Google and Mastercard have an ongoing partnership that gives the internet giant access to credit card usage data from 2 billion Mastercard holders to help it track purchases in physical stores that may have resulted from it online ads, according to a Bloomberg report.
Google declined comment to Bloomberg about the partnership, but told the publication that its ad-tracking technology — a Store Sales Measurement capability in AdWords — incorporates encryption techniques that keep Google and its partners from seeing one another's user data. Mastercard told Bloomberg that it shares only anonymous data with its merchant partners.
Google reportedly has been working to bring more location-based and contextual offline shopping conversion data to its ad tools since at least 2014, and last year enhanced the Store Sales Measurement tool with machine learning capability to provide more refined analysis, according to a TechCrunch story at the time.
Bloomberg described the partnership as "secret," but it's hard to believe anyone would be surprised by the existence of the partnership or the notion that these two parties could be sharing some types of data on store purchases. Google has been moving in this direction for several years, with the initial availability of the Store Sales Measurement tool and the subsequent enhancements to it are pretty well documented.
Moreover, Google is not the only one looking to provide clear links between data on in-store activity and online ads. For example, Facebook also has a capability to "track when transactions occur in your physical business location and other offline channels after people see or engage with your Facebook ads," according to the Offline Conversions page of the Facebook Business Advertiser Help Center.

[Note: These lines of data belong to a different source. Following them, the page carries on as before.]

impl IdGen {
    #[must_use]
    pub fn new() -> Self {
        Self::default()
    }

    /// Next id in the sequence.
    pub fn next_id(&mut self) -> String {
        let now = now_ms().max(self.last_ms);
        if now == self.last_ms {
            self.seq += 1;
        } else {
            self.last_ms = now;
            self.seq = 0;
        }
        format!("{COMPONENT_ID_PREFIX}_{}_{}", self.last_ms, self.seq)
    }
}

fn now_ms() -> u64 {
    let Ok(dur) = SystemTime::now().duration_since(UNIX_EPOCH) else {
        return 0;
    };
    u64::try_from(dur.as_millis()).unwrap_or(u64::MAX)
}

It's not clear what data and data sources Facebook leverages for the capability, but the fact is that such conversion tracking data is becoming increasingly valuable to retailers looking to better understand and serve shoppers.
A more pressing concern, as raised by Bloomberg, is if the parties collecting and sharing the data adequately inform consumers of what's happening, and are giving them the ability to control or opt out of such programs. Google told Bloomberg that consumers can opt out of ad tracking through activity controls that are part of their Google accounts, but it's not clear how many people know about that option or where to find these controls.
Ultimately, to whatever degree Google and Mastercard might be sharing shopping data, both parties made it clear they don't collect or share individual personal details. Also, the main goal of retailers that might look to leverage such data is to provide better service to their customers, in the same way they might use data on website browsing pattern or loyalty program memberships to provide some degree of personalized treatment to their customers.
Given those efforts by retailers, these types of partnerships, whether "secret" or not, are likely becoming a fact of life.